--- MATERIAL SUPPLIED Enclosed Below ---

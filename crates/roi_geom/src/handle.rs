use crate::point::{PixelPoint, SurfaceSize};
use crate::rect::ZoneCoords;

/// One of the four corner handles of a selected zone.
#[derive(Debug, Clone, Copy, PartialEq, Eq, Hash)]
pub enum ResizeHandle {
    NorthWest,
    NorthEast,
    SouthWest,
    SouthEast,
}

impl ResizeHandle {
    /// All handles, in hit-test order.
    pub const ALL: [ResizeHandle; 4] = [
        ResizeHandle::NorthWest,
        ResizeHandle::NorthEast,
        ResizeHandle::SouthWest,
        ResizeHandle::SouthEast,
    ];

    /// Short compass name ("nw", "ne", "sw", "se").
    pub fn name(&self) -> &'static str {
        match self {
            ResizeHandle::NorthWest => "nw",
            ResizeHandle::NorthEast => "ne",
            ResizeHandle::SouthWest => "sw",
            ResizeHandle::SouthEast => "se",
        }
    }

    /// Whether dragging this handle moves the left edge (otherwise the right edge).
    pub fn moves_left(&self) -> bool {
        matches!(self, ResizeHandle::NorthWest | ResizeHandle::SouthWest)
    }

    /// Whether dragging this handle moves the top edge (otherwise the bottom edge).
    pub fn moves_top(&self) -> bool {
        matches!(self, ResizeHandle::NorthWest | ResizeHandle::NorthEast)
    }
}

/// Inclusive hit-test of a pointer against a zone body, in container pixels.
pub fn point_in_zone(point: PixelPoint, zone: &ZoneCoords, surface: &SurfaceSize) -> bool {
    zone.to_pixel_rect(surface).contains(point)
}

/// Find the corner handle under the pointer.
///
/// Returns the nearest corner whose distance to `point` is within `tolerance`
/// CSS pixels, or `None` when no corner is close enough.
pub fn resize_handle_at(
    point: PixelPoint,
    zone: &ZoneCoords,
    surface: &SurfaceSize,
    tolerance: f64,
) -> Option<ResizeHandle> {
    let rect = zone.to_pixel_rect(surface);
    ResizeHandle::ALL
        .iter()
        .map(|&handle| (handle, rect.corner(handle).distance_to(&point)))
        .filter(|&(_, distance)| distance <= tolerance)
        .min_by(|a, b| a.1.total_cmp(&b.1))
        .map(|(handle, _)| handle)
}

--- End of Enclosed MATERIAL SUPPLIED ---

**DIRECTIONS FOR THIS TASK**
The lines to return are those in the records above that hold the word "bool".

**RESULT BELOW**
    pub fn moves_left(&self) -> bool {
    pub fn moves_top(&self) -> bool {
pub fn point_in_zone(point: PixelPoint, zone: &ZoneCoords, surface: &SurfaceSize) -> bool {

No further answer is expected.